METHODS/PATIENTS: We conducted, from November 14, 2011, to November 13, 2012, a multicenter, community-based study in the Saint-Etienne urban area, France, representing a population of 265 687 adult residents (according to the 2009 census). All 248 general practitioners located within the area were asked to refer any patient with clinically suspected lower limb acute SVT to a vascular physician for systematic compression ultrasonography. All 28 vascular physicians located within the area participated in the study. The annual diagnosis rate, with the corresponding 95% confidence interval (CI), was calculated as the number of patients with symptomatic, objectively confirmed SVT divided by the number of person-years at risk defined by population data of the area. All venous thromboembolic events were validated by an independent central adjudication committee.

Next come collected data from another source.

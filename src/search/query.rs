/*
 * Copyright 2025 Vijaykumar Singh
 *
 * Licensed under the Apache License, Version 2.0 (the "License");
 * you may not use this file except in compliance with the License.
 * You may obtain a copy of the License at
 *
 *     http://www.apache.org/licenses/LICENSE-2.0
 *
 * Unless required by applicable law or agreed to in writing, software
 * distributed under the License is distributed on an "AS IS" BASIS,
 * WITHOUT WARRANTIES OR CONDITIONS OF ANY KIND, either express or implied.
 * See the License for the specific language governing permissions and
 * limitations under the License.
 */

//! Query inputs and match results

use serde::{Deserialize, Serialize};

use crate::core::error::QueryError;
use crate::core::types::{CodeBookIndex, MetricIndex, SamplingTime};
use crate::features::extractor::trajectory_fragment_from_samples;
use crate::features::metric::TrajectoryMetric;
use crate::features::rig::Transform;
use crate::features::{default_direction, FeatureVector, Float3};

/// Restricts the scan to codebooks whose tag list carries every `include` type
/// and none of the `exclude` types.
#[derive(Debug, Clone, Default, PartialEq, Eq, Serialize, Deserialize)]
pub struct TagFilter {
    #[serde(default)]
    pub include: Vec<String>,
    #[serde(default)]
    pub exclude: Vec<String>,
}

impl TagFilter {
    pub fn any() -> Self {
        Self::default()
    }

    pub fn include(mut self, type_name: impl Into<String>) -> Self {
        self.include.push(type_name.into());
        self
    }

    pub fn exclude(mut self, type_name: impl Into<String>) -> Self {
        self.exclude.push(type_name.into());
        self
    }
}

/// Current pose of the character.
#[derive(Debug, Clone, PartialEq)]
pub enum PoseSample {
    /// Local transforms (root in world space) now and `delta_time` seconds earlier
    Transforms {
        current: Vec<Transform>,
        previous: Vec<Transform>,
        delta_time: f32,
    },
    /// Pre-extracted pose fragment in the metric's layout
    Fragment(FeatureVector),
}

/// Root-relative sample of the desired path.
#[derive(Debug, Clone, Copy, PartialEq)]
pub struct Waypoint {
    /// Seconds from now; negative for the past
    pub time: f32,
    pub position: Float3,
    pub facing: Float3,
}

impl Waypoint {
    pub fn origin() -> Self {
        Self {
            time: 0.0,
            position: Float3::zeros(),
            facing: default_direction(),
        }
    }
}

#[derive(Debug, Clone, PartialEq)]
pub enum DesiredTrajectory {
    /// Waypoints in the root frame, resampled to the metric's offsets
    Waypoints(Vec<Waypoint>),
    /// Pre-extracted trajectory fragment in the metric's layout
    Fragment(FeatureVector),
}

impl DesiredTrajectory {
    /// True when the waypoints reach into the past.
    pub fn covers_past(&self) -> bool {
        match self {
            DesiredTrajectory::Waypoints(points) => points.iter().any(|p| p.time < 0.0),
            DesiredTrajectory::Fragment(_) => true,
        }
    }

    /// `(displacement, facing)` at every offset of `trajectory`.
    pub fn samples(
        &self,
        trajectory: &TrajectoryMetric,
        metric: MetricIndex,
    ) -> Result<Vec<(Float3, Float3)>, QueryError> {
        match self {
            DesiredTrajectory::Waypoints(points) => Ok(resample(points, &trajectory.offsets())),
            DesiredTrajectory::Fragment(fragment) => {
                if fragment.len() != 2 * trajectory.total_samples() {
                    return Err(QueryError::LayoutMismatch(metric));
                }
                Ok(fragment
                    .values()
                    .chunks_exact(2)
                    .map(|pair| (pair[0], pair[1]))
                    .collect())
            }
        }
    }

    pub fn fragment(&self, trajectory: &TrajectoryMetric, metric: MetricIndex) -> Result<FeatureVector, QueryError> {
        Ok(trajectory_fragment_from_samples(&self.samples(trajectory, metric)?))
    }
}

/// Linear interpolation of `points` at each offset, clamped at both ends.
/// An origin waypoint is implied when none sits at time zero.
pub fn resample(points: &[Waypoint], offsets: &[f32]) -> Vec<(Float3, Float3)> {
    let mut sorted: Vec<Waypoint> = points
        .iter()
        .copied()
        .filter(|p| p.time.is_finite())
        .collect();
    if !sorted.iter().any(|p| p.time == 0.0) {
        sorted.push(Waypoint::origin());
    }
    sorted.sort_by(|a, b| a.time.total_cmp(&b.time));

    offsets
        .iter()
        .map(|&offset| {
            let after = sorted.partition_point(|p| p.time < offset);
            let sample = if after == 0 {
                sorted[0]
            } else if after == sorted.len() {
                sorted[sorted.len() - 1]
            } else {
                let (a, b) = (sorted[after - 1], sorted[after]);
                let span = b.time - a.time;
                let f = if span > 0.0 { (offset - a.time) / span } else { 0.0 };
                Waypoint {
                    time: offset,
                    position: a.position.lerp(&b.position, f),
                    facing: a.facing.lerp(&b.facing, f),
                }
            };
            (sample.position, sample.facing)
        })
        .collect()
}

/// One frame's search request.
#[derive(Debug, Clone, PartialEq)]
pub struct MatchQuery {
    /// Live pose; when absent the pose is read from the binary at the current time
    pub pose: Option<PoseSample>,
    pub trajectory: DesiredTrajectory,
    pub filter: TagFilter,
    /// Restrict the scan to one metric by name
    pub metric: Option<String>,
}

impl MatchQuery {
    pub fn new(trajectory: DesiredTrajectory) -> Self {
        Self {
            pose: None,
            trajectory,
            filter: TagFilter::any(),
            metric: None,
        }
    }

    pub fn with_pose(mut self, pose: PoseSample) -> Self {
        self.pose = Some(pose);
        self
    }

    pub fn with_filter(mut self, filter: TagFilter) -> Self {
        self.filter = filter;
        self
    }

    pub fn with_metric(mut self, metric: impl Into<String>) -> Self {
        self.metric = Some(metric.into());
        self
    }
}

#[derive(Debug, Clone, Copy, PartialEq)]
pub struct Match {
    pub time: SamplingTime,
    pub codebook: CodeBookIndex,
    /// Exact weighted pose and trajectory deviation
    pub deviation: f32,
    pub trajectory_deviation: f32,
}

#[derive(Debug, Clone, PartialEq)]
pub enum NoCandidateReason {
    UnknownMetric(String),
    UnknownFilterType(String),
    /// No codebook passes the metric and tag filters
    NoApplicableCodeBook,
    /// Applicable codebooks hold no usable fragment
    NoFragments,
    /// Best candidate does not beat the current time by the margin
    BelowMargin {
        current_deviation: f32,
        candidate_deviation: f32,
    },
    InvalidQuery(String),
}

#[derive(Debug, Clone, PartialEq)]
pub enum MatchResult {
    Matched(Match),
    NoCandidate(NoCandidateReason),
}

impl MatchResult {
    pub fn matched(&self) -> Option<&Match> {
        match self {
            MatchResult::Matched(m) => Some(m),
            MatchResult::NoCandidate(_) => None,
        }
    }

    pub fn is_match(&self) -> bool {
        matches!(self, MatchResult::Matched(_))
    }
}

#[cfg(test)]
mod tests {
    use super::*;
    use approx::assert_relative_eq;

    fn waypoint(time: f32, z: f32) -> Waypoint {
        Waypoint {
            time,
            position: Float3::new(0.0, 0.0, z),
            facing: default_direction(),
        }
    }

    #[test]
    fn test_resample_interpolates_and_clamps() {
        let points = vec![waypoint(1.0, 2.0), waypoint(0.5, 1.0)];
        let samples = resample(&points, &[0.25, 0.75, 2.0, -1.0]);
        assert_relative_eq!(samples[0].0.z, 0.5);
        assert_relative_eq!(samples[1].0.z, 1.5);
        assert_relative_eq!(samples[2].0.z, 2.0);
        assert_relative_eq!(samples[3].0.z, 0.0);
    }

    #[test]
    fn test_fragment_length_checked() {
        let trajectory = TrajectoryMetric::default();
        let short = DesiredTrajectory::Fragment(FeatureVector::new(vec![Float3::zeros(); 2]));
        assert!(matches!(
            short.fragment(&trajectory, MetricIndex(0)),
            Err(QueryError::LayoutMismatch(MetricIndex(0)))
        ));

        let waypoints = DesiredTrajectory::Waypoints(vec![waypoint(1.0, 1.0)]);
        assert_eq!(waypoints.fragment(&trajectory, MetricIndex(0)).unwrap().len(), 6);
        assert!(!waypoints.covers_past());
    }
}
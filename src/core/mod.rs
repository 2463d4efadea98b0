/*
 * Copyright 2025 Vijaykumar Singh
 *
 * Licensed under the Apache License, Version 2.0 (the "License");
 * you may not use this file except in compliance with the License.
 * You may obtain a copy of the License at
 *
 *     http://www.apache.org/licenses/LICENSE-2.0
 *
 * Unless required by applicable law or agreed to in writing, software
 * distributed under the License is distributed on an "AS IS" BASIS,
 * WITHOUT WARRANTIES OR CONDITIONS OF ANY KIND, either express or implied.
 * See the License for the specific language governing permissions and
 * limitations under the License.
 */

pub mod config;
pub mod error;
pub mod registry;
pub mod types;

pub use config::*;
pub use error::*;
pub use registry::{Anchor, Idle, Locomotion, TraitType, TraitValue, TypeHandler, TypeRegistry};
pub use types::*;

Overall, 171 patients with symptomatic, confirmed SVT were reported. The annual diagnosis rate was 0.64& (95% CI, 0.55%-0.74&), was higher in women, and increased with advancing age regardless of gender [corrected]. Concomitant deep vein thrombosis (20 proximal) was observed in 42 patients (24.6% [95% CI, 18.3%-31.7%]), and concomitant symptomatic pulmonary embolism was observed in eight patients (4.7% [95% CI, 2.0%-9.0%]).
This first community-based study showed that symptomatic SVT with confirmed diagnosis is a relatively common disease frequently associated with thromboembolic events in the deep venous system.
在普通成年人群中,浅静脉血栓形成(SVT)的发病率尚不清楚。
评估有症状的、经客观证实的下肢 SVT 的年诊断率,包括与深静脉血栓形成和/或有症状的肺栓塞相关或不相关的情况。
方法/患者:我们于 2011 年 11 月 14 日至 2012 年 11 月 13 日进行了一项多中心、基于社区的研究,研究地点在法国圣艾蒂安市区,代表了 265687 名成年居民的人口(根据 2009 年的人口普查)。该地区内的 248 名全科医生被要求将任何有临床疑似下肢急性 SVT 症状的患者转介给血管科医生进行系统的压缩超声检查。该地区内的 28 名血管科医生均参与了该研究。年诊断率(相应的 95%置信区间[CI])的计算方法为,有症状的、经客观证实的 SVT 患者人数除以该地区人口数据定义的风险人群年数。所有静脉血栓栓塞事件均由一个独立的中央裁决委员会进行验证。
共报告了 171 例有症状、确诊的 SVT 患者。年诊断率为 0.64%(95%CI,0.55%-0.74%),女性较高,且无论性别如何,随年龄增长而增加[校正]。在 42 例患者(24.6%[95%CI,18.3%-31.7%])中观察到合并近端深静脉血栓形成(20 例),在 8 例患者(4.7%[95%CI,2.0%-9.0%])中观察到合并有症状的肺栓塞。
这项首次基于社区的研究表明,有症状的、经确诊的 SVT 是一种相对常见的疾病,常与深静脉系统中的血栓栓塞事件相关。